Il documento indica come motivo un'«intervista» e avverte che la mancata comparizione potrebbe configurare un reato di disobbedienza con una multa compresa tra 100 e 300 quote.
Sardiña assicura che la citazione arriva dopo giorni di sistematico molestare la sua famiglia. «Dopo diversi giorni di molestie a mia famiglia (mia madre e mio fratello), anche a mio padre a Los Arabos, mi arriva questa citazione», ha scritto nel suo post.
L'attivista è stata categorica nel rifiutare qualsiasi giustificazione per la persecuzione: «Non ho commesso alcun reato. Né la mia famiglia né io meritiamo di essere perseguitati dalla Sicurezza dello Stato solo per avere opinioni diverse».
Nella sua denuncia, Sardiña ha anche messo a confronto le priorità del regime con la crisi di sicurezza che vive la popolazione. Ha segnalato di essere appena tornato da Colón, a Matanzas, «dove quasi non si può uscire di casa per la violenza e la criminalità che si vivono, cosa che non è una priorità per le autorità di questo paese. La priorità è tutto ciò che non condivide i loro ideali».

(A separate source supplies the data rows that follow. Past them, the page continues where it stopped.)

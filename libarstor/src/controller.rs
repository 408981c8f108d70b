//! CSI Controller service trait.
//!
//! The Controller service owns the volume and snapshot lifecycle on the
//! array: provisioning, cloning, restoring, expanding and deleting files,
//! plus the capacity and capability queries the orchestrator schedules on.

use std::collections::HashMap;

use async_trait::async_trait;

use crate::error::CsiError;
use crate::types::{
    ControllerCapability, ControllerPublishVolumeRequest, CreateSnapshotRequest,
    CreateVolumeRequest, ExpandVolumeRequest, ExpandVolumeResponse, ListSnapshotsRequest,
    Snapshot, SnapshotId, Volume, VolumeCapability, VolumeId,
};

/// Controller service: centralized volume and snapshot management.
#[async_trait]
pub trait CsiController: Send + Sync {
    /// Provision a new volume, optionally populated from a snapshot or
    /// another volume.
    ///
    /// A request naming an existing volume returns it when it is at least
    /// as large as requested and fails with [`CsiError::AlreadyExists`]
    /// otherwise.
    async fn create_volume(&self, req: CreateVolumeRequest) -> Result<Volume, CsiError>;

    /// Delete a volume.  Unknown volumes succeed.
    async fn delete_volume(&self, volume_id: &VolumeId) -> Result<(), CsiError>;

    /// Make a volume available to a node; returns the publish context.
    async fn controller_publish_volume(
        &self,
        req: ControllerPublishVolumeRequest,
    ) -> Result<HashMap<String, String>, CsiError>;

    async fn controller_unpublish_volume(
        &self,
        volume_id: &VolumeId,
        node_id: &str,
    ) -> Result<(), CsiError>;

    /// Check whether the given capabilities are compatible with the volume.
    async fn validate_volume_capabilities(
        &self,
        volume_id: &VolumeId,
        capabilities: &[VolumeCapability],
    ) -> Result<bool, CsiError>;

    async fn list_volumes(&self) -> Result<Vec<Volume>, CsiError>;

    /// Free bytes on the array mount.
    async fn get_capacity(&self) -> Result<u64, CsiError>;

    async fn get_capabilities(&self) -> Result<Vec<ControllerCapability>, CsiError>;

    /// Cut a snapshot.  A snapshot with the same name is returned as is.
    async fn create_snapshot(&self, req: CreateSnapshotRequest) -> Result<Snapshot, CsiError>;

    /// Delete a snapshot.  Unknown snapshots succeed.
    async fn delete_snapshot(&self, snapshot_id: &SnapshotId) -> Result<(), CsiError>;

    async fn list_snapshots(&self, req: ListSnapshotsRequest) -> Result<Vec<Snapshot>, CsiError>;

    /// Grow a volume file.  The node grows the filesystem afterwards.
    async fn expand_volume(&self, req: ExpandVolumeRequest)
    -> Result<ExpandVolumeResponse, CsiError>;
}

Quella descrizione corrisponde a una realtà documentata: un tiroteo mortale di fronte a un bar a Colón è avvenuto il 23 luglio scorso, e Matanzas ha guidato il paese nella criminalità nel 2025 con 503 reati verificati secondo l'Osservatorio Cubano di Audit Civico.
La 6ª Stazione della PNR di Marianao non è estranea a questo tipo di casi. A luglio, l'attivista Gisselle Ordóñez Milián è stata convocata presso quella stessa unità e ha denunciato un interrogatorio di diverse ore con minacce e pressioni attraverso il suo figlio minore.

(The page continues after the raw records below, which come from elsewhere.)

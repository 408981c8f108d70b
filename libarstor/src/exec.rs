//! External command execution.
//!
//! Everything the plugin does to the host (`losetup`, `kpartx`, `blkid`,
//! `mkfs.*`, `docker exec ...`) goes through a [`CommandRunner`], so the
//! device and tool layers can be driven by a scripted runner in tests.

use async_trait::async_trait;
use std::process::Stdio;
use tokio::io::AsyncWriteExt;
use tracing::debug;

use crate::error::CsiError;

/// Captured result of a finished command.
#[derive(Debug, Clone, Default, PartialEq, Eq)]
pub struct CommandOutput {
    /// Exit code, `None` when the process was killed by a signal.
    pub status: Option<i32>,
    pub stdout: String,
    pub stderr: String,
}

impl CommandOutput {
    /// Successful output with the given stdout.
    pub fn ok(stdout: impl Into<String>) -> Self {
        Self {
            status: Some(0),
            stdout: stdout.into(),
            stderr: String::new(),
        }
    }

    /// Failed output with the given exit code and stderr.
    pub fn failed(code: i32, stderr: impl Into<String>) -> Self {
        Self {
            status: Some(code),
            stdout: String::new(),
            stderr: stderr.into(),
        }
    }

    pub fn success(&self) -> bool {
        self.status == Some(0)
    }

    /// stdout followed by stderr, the way a terminal would show them.
    pub fn combined(&self) -> String {
        let mut out = self.stdout.clone();
        out.push_str(&self.stderr);
        out
    }
}

/// Runs external programs.
#[async_trait]
pub trait CommandRunner: Send + Sync {
    /// Run `program` with `args`, optionally feeding `stdin`, and capture its
    /// output.  Only a failure to spawn is an `Err`; a non-zero exit is
    /// reported through [`CommandOutput::status`].
    async fn run(
        &self,
        program: &str,
        args: &[&str],
        stdin: Option<&str>,
    ) -> Result<CommandOutput, CsiError>;

    /// Run a command and turn a non-zero exit into a
    /// [`CsiError::BackendError`] carrying the command's combined output.
    async fn run_checked(&self, program: &str, args: &[&str]) -> Result<String, CsiError> {
        let out = self.run(program, args, None).await?;
        if !out.success() {
            return Err(CsiError::BackendError(format!(
                "{program} {} (exit {:?}): {}",
                args.join(" "),
                out.status,
                out.combined().trim()
            )));
        }
        Ok(out.stdout)
    }
}

/// [`CommandRunner`] backed by `tokio::process`.
#[derive(Debug, Default, Clone, Copy)]
pub struct SystemRunner;

#[async_trait]
impl CommandRunner for SystemRunner {
    async fn run(
        &self,
        program: &str,
        args: &[&str],
        stdin: Option<&str>,
    ) -> Result<CommandOutput, CsiError> {
        debug!(%program, ?args, "exec");
        let mut cmd = tokio::process::Command::new(program);
        cmd.args(args)
            .stdout(Stdio::piped())
            .stderr(Stdio::piped())
            .stdin(if stdin.is_some() {
                Stdio::piped()
            } else {
                Stdio::null()
            });

        let mut child = cmd
            .spawn()
            .map_err(|e| CsiError::BackendError(format!("spawn {program}: {e}")))?;

        if let Some(input) = stdin
            && let Some(mut pipe) = child.stdin.take()
        {
            pipe.write_all(input.as_bytes())
                .await
                .map_err(|e| CsiError::BackendError(format!("write stdin of {program}: {e}")))?;
            // Close stdin so interactive tools see EOF.
            drop(pipe);
        }

        let output = child
            .wait_with_output()
            .await
            .map_err(|e| CsiError::BackendError(format!("wait {program}: {e}")))?;

        Ok(CommandOutput {
            status: output.status.code(),
            stdout: String::from_utf8_lossy(&output.stdout).into_owned(),
            stderr: String::from_utf8_lossy(&output.stderr).into_owned(),
        })
    }
}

Organizzazioni come Cubalex hanno documentato che le citazioni con motivo di «intervista» sono nella pratica interrogatori della Sicurezza dello Stato, e che l'intimidazione dei familiari è una tattica di pressione comune contro gli attivisti.
Il modello repressivo nel 2026 è sostenuto. L'Osservatorio Cubano dei Diritti Umani (OCDH) ha registrato 332 azioni repressive solo a maggio, con l'assedio poliziesco alle abitazioni degli attivisti come violazione più frequente.

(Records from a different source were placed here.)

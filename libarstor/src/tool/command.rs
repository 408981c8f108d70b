use async_trait::async_trait;
use std::path::Path;
use std::sync::Arc;
use tracing::{debug, info};

use super::{CreateOptions, StorageTool};
use crate::error::CsiError;
use crate::exec::CommandRunner;

/// [`StorageTool`] that shells out to `docker exec <container> mxTool ...`.
///
/// Truncation and volume deletion act on the locally mounted file and need
/// no round trip through the container.
pub struct ToolCommand {
    container: String,
    runner: Arc<dyn CommandRunner>,
}

impl ToolCommand {
    pub fn new(container: impl Into<String>, runner: Arc<dyn CommandRunner>) -> Self {
        Self {
            container: container.into(),
            runner,
        }
    }

    /// Run `program args...` inside the array container.
    ///
    /// On failure the error text is the tool's own output only, so the
    /// array's numeric error code is the first number in it.
    async fn exec_in_container(&self, program: &str, args: &[&str]) -> Result<String, CsiError> {
        let mut argv = vec!["exec", self.container.as_str(), program];
        argv.extend_from_slice(args);
        debug!(container = %self.container, %program, ?args, "tool exec");

        let out = self.runner.run("docker", &argv, None).await?;
        if !out.success() {
            return Err(CsiError::BackendError(format!(
                "{program} failed: {}",
                out.combined().trim()
            )));
        }
        Ok(out.combined())
    }

    async fn mx_tool(&self, command: &str, args: &[&str]) -> Result<String, CsiError> {
        let mut argv = vec!["-c", command];
        argv.extend_from_slice(args);
        self.exec_in_container("mxTool", &argv).await
    }
}

#[async_trait]
impl StorageTool for ToolCommand {
    async fn check_ready(&self) -> Result<(), CsiError> {
        let out = self
            .runner
            .run(
                "docker",
                &[
                    "inspect",
                    "--format",
                    "{{.State.Running}}",
                    self.container.as_str(),
                ],
                None,
            )
            .await?;
        if !out.success() {
            return Err(CsiError::BackendError(format!(
                "inspect array container: {}",
                out.combined().trim()
            )));
        }
        if !out.stdout.trim().eq_ignore_ascii_case("true") {
            return Err(CsiError::BackendError(format!(
                "array container {} is not running",
                self.container
            )));
        }
        info!(container = %self.container, "array container is running");
        Ok(())
    }

    async fn create(
        &self,
        name: &str,
        size: u64,
        dir_inode: u64,
        options: &CreateOptions,
    ) -> Result<String, CsiError> {
        let size = size.to_string();
        let inode = dir_inode.to_string();
        let policy = options.policy();
        self.mx_tool("createfile", &[name, size.as_str(), inode.as_str(), policy.as_str()])
            .await
    }

    async fn truncate(&self, local_path: &Path, size: u64) -> Result<(), CsiError> {
        let path = local_path.to_string_lossy().into_owned();
        let size = size.to_string();
        let out = self
            .runner
            .run("truncate", &[path.as_str(), "-s", size.as_str()], None)
            .await?;
        if !out.success() {
            return Err(CsiError::BackendError(format!(
                "truncate failed: {}",
                out.combined().trim()
            )));
        }
        Ok(())
    }

    async fn snapshot(&self, src_rel: &str, dst_rel: &str) -> Result<String, CsiError> {
        if src_rel.is_empty() || dst_rel.is_empty() {
            return Err(CsiError::InvalidArgument(
                "snapshot needs both source and destination".into(),
            ));
        }
        let spec = format!("{src_rel}:{dst_rel}");
        self.mx_tool("createsnapshot", &[spec.as_str()]).await
    }

    async fn clone_file(&self, src_rel: &str, dst_rel: &str) -> Result<String, CsiError> {
        if src_rel.is_empty() || dst_rel.is_empty() {
            return Err(CsiError::InvalidArgument(
                "clone needs both source and destination".into(),
            ));
        }
        let spec = format!("{src_rel}:{dst_rel}");
        self.mx_tool("createclone", &[spec.as_str()]).await
    }

    async fn delete(&self, local_path: &Path) -> Result<(), CsiError> {
        match tokio::fs::remove_file(local_path).await {
            Ok(()) => Ok(()),
            Err(e) if e.kind() == std::io::ErrorKind::NotFound => {
                debug!(path = %local_path.display(), "volume file already gone");
                Ok(())
            }
            Err(e) => Err(CsiError::BackendError(format!(
                "remove {}: {e}",
                local_path.display()
            ))),
        }
    }

    async fn delete_snapshot(&self, local_path: &Path) -> Result<(), CsiError> {
        let path = local_path.to_string_lossy().into_owned();
        self.mx_tool("deletesnapshot", &[path.as_str()]).await?;
        Ok(())
    }

    async fn directory_attributes(&self, inode: u64) -> Result<String, CsiError> {
        let inode = inode.to_string();
        self.exec_in_container("zklist", &["-i", inode.as_str(), "-r"]).await
    }

    async fn snapshot_source_volume_id(&self, inode: u64) -> Result<String, CsiError> {
        let inode_arg = inode.to_string();
        let strand = self
            .exec_in_container("zklist", &["-i", inode_arg.as_str(), "--strand"])
            .await?;
        parse_strand_source(&strand).ok_or_else(|| {
            CsiError::BackendError(format!("no source volume in strand of inode {inode}"))
        })
    }
}

/// Extract the source volume ID from a `zklist --strand` dump.
///
/// The first line names the root of the strand, e.g.
/// `<volumeId>_<volumeName> : 113766 (0x1bc66) : UPTODATE`.
fn parse_strand_source(strand: &str) -> Option<String> {
    let root = strand.lines().map(str::trim).find(|l| !l.is_empty())?;
    let file = root.split(':').next()?.trim();
    let file = file.split('.').next().unwrap_or(file);
    let id = file.split_once('_').map_or(file, |(id, _)| id);
    (!id.is_empty()).then(|| id.to_owned())
}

Sardiña non è una figura nuova nell'attivismo cubano. Nell'aprile del 2022 è stata una delle principali organizzatrici della marcia contro il maltrattamento degli animali che il governo ha vietato, e già allora è stata convocata dalla polizia. Successivamente ha organizzato giornate di solidarietà comunitaria, come tagli di capelli gratuiti nelle chiese dell'Avana.
Di fronte all'incertezza su ciò che potrebbe accadere, l'attivista ha chiesto ai suoi sostenitori di diffondere la sua denuncia e di rimanere attenti: «Non rappresento NESSUN pericolo per la società. Anzi, il contrario. Ho sempre cercato di mantenere una posizione di bene, giusta e rispettosa verso gli altri. Eppure, oggi mi si tratta come una criminale».